The C/C++ Developer’s Guide to Avoiding Office Swordfights

This is the second part of a series of articles in which I will be covering a number of handy open-source tools that can help you bring down your compile times. Today’s topic: parallel builds with icecream.

As soon as your project has reached a certain size, compilation times start to become a nuisance. Back in the carefree pre-pandemic days when you were sharing a physical office with a bunch of actual people, you could at least bridge that time by instigating an ad-hoc swordfight with your workmates – but that seems out of the question for the time being. So you need to find effective ways to bring down your compile times such that your productivity is not affected too much by the intermittent delays.

Being an engineer, your probable natural response in any given situation is this: tackle the problem at hand by throwing tools at it – and that’s exactly what this series of articles is about. In part 1, we saw how you can use ccache to memorise your build artefacts so the compiler doesn’t have to do the same thing over and over. In this article, we’re going to harness your readily available hardware infrastructure by dynamically offloading build jobs to multiple machines!

Distributed compilation

The fundamental idea behind distributed compilation is this: while you’re developing software, your machine generally has relatively little work to do most of the time, with intermittent bursts of huge activity whenever you hit the build button.
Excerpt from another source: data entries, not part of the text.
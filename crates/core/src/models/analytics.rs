use chrono::NaiveDate;
use serde::{Deserialize, Serialize};

use super::expense::Expense;
use super::indicator::IndicatorRow;
use super::price::PricePoint;

/// Snapshot of the ledger and its derived figures at one moment.
#[derive(Debug, Clone, PartialEq, Serialize, Deserialize)]
pub struct LedgerSummary {
    /// Currency label for every amount (from settings; never converted)
    pub currency: String,

    /// Declared monthly budget
    pub budget: f64,

    /// Expenses in insertion order
    pub expenses: Vec<Expense>,

    /// Sum of all expense amounts
    pub total_expenses: f64,

    /// budget - total_expenses (may be negative)
    pub remaining_budget: f64,

    /// remaining_budget × 12
    pub yearly_savings: f64,
}

/// Cumulative savings at the end of a given year.
#[derive(Debug, Clone, PartialEq, Serialize, Deserialize)]
pub struct ProjectionPoint {
    /// 1-based year index
    pub year: u32,

    /// yearly_savings × year
    pub savings: f64,
}

/// Linear multi-year savings projection.
#[derive(Debug, Clone, PartialEq, Serialize, Deserialize)]
pub struct SavingsProjection {
    /// Savings per year the projection is built from
    pub yearly_savings: f64,

    /// One point per year, ascending
    pub points: Vec<ProjectionPoint>,
}

impl SavingsProjection {
    /// Just the cumulative amounts, in year order.
    pub fn amounts(&self) -> Vec<f64> {
        self.points.iter().map(|p| p.savings).collect()
    }
}

/// Outcome of buying whole shares with a year of savings at the start of
/// the price window and valuing them at its end.
#[derive(Debug, Clone, PartialEq, Serialize, Deserialize)]
pub struct RoiResult {
    /// floor(yearly_savings / first price); negative when savings are negative
    pub shares_held: i64,

    /// shares_held × first price
    pub initial_investment: f64,

    /// shares_held × last price
    pub final_value: f64,

    /// Percentage return, rounded to 2 decimals
    pub roi_percent: f64,
}

/// Everything the stock page needs for one ticker.
#[derive(Debug, Clone, PartialEq, Serialize, Deserialize)]
pub struct InvestmentReport {
    /// Uppercased ticker symbol
    pub ticker: String,

    /// Currency label of the savings and ROI amounts (from settings)
    pub currency: String,

    /// First date requested
    pub from: NaiveDate,

    /// Reference date (last date requested)
    pub to: NaiveDate,

    /// Closing prices, ascending by date
    pub prices: Vec<PricePoint>,

    /// Joined SMA / Bollinger / %B table
    pub indicators: Vec<IndicatorRow>,

    /// Savings projection the ROI is based on
    pub projection: SavingsProjection,

    /// Naive ROI of investing one year of savings
    pub roi: RoiResult,
}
But since source modules can generally be compiled independently of one another, there is vast potential for parallelisation – so why not harness the idle CPU cycles of your workmates‘ systems and pack the compilation workload onto more than one pair of shoulders?

The best-known open-source representative of a distributed compilation system is distcc. distcc consists of a server daemon accepting build jobs over the network, and a compiler wrapper distributing jobs to the build nodes available in the network. distcc has a relatively simple and straightforward architecture but has a number of shortcomings:

The list of participating build nodes is static and must be known in advance; it is defined in the form of an environment variable. When a node is added or removed, that environment variable must be changed on all clients.
The scheduling algorithm is relatively naive and offers no built-in way to prioritise more-powerful build nodes over more feeble ones.
Cross-compilation is not trivial – the correct version toolchain must be preinstalled in the correct version on all build nodes. Heterogeneous infrastructure (for example, different Linux distributions on different machines) can be problematic.

In this article, I will present icecream, an advanced alternative to distcc that offers a number of interesting features.

Icecream: a distributed compile system

Icecream is an open-source project that was initiated and is maintained by the friendly chaps over at SUSE. It originally started out as a fork of distcc, but the two codebases have since diverged significantly. Unlike distcc’s peer-to-peer architecture, an icecream compile farm is built around a central server. On the server runs a scheduler daemon in charge of distributing incoming compile jobs to the available build nodes. Build nodes register and deregister themselves dynamically with the scheduler, so there’s no need to manually maintain a static list of potential compilation hosts.

On the client side, the component that creates new icecream jobs and feeds them to the scheduler is named icecc. Since it is implemented as a compiler wrapper, it can be easily integrated into any existing build system – you’re good to go regardless of whether your project uses CMake, Autotools or plain old Makefiles. Icecream jobs have module granularity; that is, every job entails the compilation of one individual source file (.c/.cpp) into one object file (.o). The final linking step, where the collected object files are linked together into an executable binary or a library, is always carried out locally.

The big picture

A typical icecream deployment consists of the following components:

On one central server: an instance of the icecc-schedulerdaemon.

On every build node participating in the Icecream farm: an instance of the iceccd daemon. This can include the server, but it doesn’t have to.

In the figure on the right, you can see how the various icecream components interact in a setup with two build nodes. Their responsibilities are divided up as follows:

The compiler wrapper creates new compile jobs. It hands them to the local daemon and eagerly expects the result.
The daemon accepts jobs and either processes them locally or forwards them to another daemon, depending on the advice from the scheduler.
The scheduler decides which job should be processed by whom.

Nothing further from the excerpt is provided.